** Supplied material follows **

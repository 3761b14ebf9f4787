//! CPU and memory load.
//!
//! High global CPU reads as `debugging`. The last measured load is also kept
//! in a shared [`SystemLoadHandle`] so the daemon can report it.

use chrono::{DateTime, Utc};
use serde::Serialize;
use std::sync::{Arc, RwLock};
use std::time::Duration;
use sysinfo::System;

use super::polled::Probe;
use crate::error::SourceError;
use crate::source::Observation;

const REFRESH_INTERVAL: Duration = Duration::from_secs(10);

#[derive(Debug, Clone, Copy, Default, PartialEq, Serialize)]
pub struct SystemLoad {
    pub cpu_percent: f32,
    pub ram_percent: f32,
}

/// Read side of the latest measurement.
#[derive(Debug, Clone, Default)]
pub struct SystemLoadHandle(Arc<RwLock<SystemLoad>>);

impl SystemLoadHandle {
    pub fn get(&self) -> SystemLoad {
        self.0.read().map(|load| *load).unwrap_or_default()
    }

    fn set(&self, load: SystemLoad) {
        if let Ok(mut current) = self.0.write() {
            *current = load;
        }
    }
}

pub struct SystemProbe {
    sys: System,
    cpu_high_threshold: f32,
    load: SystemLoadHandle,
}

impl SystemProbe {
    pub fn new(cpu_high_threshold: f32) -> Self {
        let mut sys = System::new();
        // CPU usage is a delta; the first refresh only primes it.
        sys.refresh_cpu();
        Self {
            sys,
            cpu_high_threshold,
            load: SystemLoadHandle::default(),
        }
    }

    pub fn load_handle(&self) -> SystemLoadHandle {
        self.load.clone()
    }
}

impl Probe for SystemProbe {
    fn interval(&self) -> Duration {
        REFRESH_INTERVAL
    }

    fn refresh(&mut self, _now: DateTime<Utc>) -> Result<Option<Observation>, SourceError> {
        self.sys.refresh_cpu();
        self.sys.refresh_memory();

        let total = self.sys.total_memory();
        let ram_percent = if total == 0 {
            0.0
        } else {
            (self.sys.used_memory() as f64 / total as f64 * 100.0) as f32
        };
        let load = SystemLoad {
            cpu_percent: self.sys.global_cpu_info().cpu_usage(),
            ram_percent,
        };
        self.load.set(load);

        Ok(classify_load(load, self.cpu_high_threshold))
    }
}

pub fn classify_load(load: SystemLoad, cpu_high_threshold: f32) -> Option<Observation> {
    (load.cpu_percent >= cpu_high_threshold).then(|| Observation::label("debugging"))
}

** End of Supplied material **
** Supplied material follows **

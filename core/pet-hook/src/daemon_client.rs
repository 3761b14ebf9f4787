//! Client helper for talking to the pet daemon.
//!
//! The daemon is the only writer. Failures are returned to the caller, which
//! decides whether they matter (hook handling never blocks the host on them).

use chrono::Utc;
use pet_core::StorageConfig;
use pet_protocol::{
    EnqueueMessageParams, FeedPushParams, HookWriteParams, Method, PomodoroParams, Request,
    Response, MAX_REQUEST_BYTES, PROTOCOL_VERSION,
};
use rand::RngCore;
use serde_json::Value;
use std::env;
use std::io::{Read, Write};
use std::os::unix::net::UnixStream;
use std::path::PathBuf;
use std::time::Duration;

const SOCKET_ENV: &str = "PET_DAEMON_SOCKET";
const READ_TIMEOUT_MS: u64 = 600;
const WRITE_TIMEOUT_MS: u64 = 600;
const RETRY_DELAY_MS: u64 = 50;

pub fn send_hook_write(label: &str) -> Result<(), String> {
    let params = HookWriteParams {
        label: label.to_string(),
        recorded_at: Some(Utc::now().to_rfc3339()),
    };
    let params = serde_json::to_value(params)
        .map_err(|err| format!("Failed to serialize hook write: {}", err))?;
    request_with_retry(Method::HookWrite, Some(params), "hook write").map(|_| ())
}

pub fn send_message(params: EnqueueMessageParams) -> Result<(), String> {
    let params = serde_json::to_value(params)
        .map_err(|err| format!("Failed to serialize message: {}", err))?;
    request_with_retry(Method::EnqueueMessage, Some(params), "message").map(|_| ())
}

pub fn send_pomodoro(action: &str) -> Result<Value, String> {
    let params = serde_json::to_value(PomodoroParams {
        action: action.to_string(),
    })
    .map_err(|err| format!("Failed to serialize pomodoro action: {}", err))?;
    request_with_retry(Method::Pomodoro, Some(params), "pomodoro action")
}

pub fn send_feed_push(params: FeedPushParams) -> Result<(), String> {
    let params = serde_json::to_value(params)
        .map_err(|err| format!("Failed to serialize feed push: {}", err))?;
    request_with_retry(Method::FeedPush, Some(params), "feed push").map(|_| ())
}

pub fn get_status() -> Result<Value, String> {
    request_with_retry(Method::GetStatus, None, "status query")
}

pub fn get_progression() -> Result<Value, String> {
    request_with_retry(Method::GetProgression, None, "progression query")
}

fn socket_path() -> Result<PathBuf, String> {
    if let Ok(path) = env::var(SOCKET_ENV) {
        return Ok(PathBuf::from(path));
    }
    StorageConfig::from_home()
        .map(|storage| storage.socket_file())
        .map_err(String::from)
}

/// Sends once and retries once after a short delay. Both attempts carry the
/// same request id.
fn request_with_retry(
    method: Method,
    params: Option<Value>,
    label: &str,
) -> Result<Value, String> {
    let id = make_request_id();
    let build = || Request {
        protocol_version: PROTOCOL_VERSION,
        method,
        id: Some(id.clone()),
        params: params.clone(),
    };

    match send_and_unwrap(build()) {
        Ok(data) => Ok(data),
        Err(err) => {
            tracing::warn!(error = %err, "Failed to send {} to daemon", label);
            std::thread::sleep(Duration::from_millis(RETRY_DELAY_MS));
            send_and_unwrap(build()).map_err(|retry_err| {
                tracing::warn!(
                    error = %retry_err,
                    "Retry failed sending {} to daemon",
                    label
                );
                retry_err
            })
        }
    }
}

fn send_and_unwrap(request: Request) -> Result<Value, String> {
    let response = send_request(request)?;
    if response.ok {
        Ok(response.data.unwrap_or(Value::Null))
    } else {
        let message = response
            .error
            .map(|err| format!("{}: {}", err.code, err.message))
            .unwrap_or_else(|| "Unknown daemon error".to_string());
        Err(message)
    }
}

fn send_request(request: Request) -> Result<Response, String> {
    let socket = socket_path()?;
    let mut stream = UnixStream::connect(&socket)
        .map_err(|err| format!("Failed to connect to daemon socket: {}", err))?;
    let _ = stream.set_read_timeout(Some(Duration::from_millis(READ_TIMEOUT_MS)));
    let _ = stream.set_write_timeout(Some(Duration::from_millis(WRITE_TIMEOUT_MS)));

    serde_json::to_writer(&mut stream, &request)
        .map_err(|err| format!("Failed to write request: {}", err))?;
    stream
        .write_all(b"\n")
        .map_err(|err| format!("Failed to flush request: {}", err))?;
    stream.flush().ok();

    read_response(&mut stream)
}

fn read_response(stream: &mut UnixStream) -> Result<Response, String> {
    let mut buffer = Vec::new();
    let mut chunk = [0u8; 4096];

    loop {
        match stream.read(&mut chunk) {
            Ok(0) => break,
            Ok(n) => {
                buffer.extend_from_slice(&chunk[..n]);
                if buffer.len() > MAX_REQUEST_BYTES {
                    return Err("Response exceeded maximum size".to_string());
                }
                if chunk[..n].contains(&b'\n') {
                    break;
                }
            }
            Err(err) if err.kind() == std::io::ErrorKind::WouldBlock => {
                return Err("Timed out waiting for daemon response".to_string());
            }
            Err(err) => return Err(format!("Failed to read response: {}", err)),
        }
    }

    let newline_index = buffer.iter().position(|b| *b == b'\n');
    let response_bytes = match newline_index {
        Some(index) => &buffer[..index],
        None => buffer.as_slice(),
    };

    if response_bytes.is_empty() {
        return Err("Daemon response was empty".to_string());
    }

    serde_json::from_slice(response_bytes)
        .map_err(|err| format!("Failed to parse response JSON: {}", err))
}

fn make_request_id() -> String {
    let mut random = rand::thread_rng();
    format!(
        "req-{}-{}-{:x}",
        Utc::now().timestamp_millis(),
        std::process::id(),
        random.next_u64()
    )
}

** End of Supplied material **

_Work task_
Where a line of the material above holds the string "debugging", copy that line.

_Task answer_
//! High global CPU reads as `debugging`. The last measured load is also kept
    (load.cpu_percent >= cpu_high_threshold).then(|| Observation::label("debugging"))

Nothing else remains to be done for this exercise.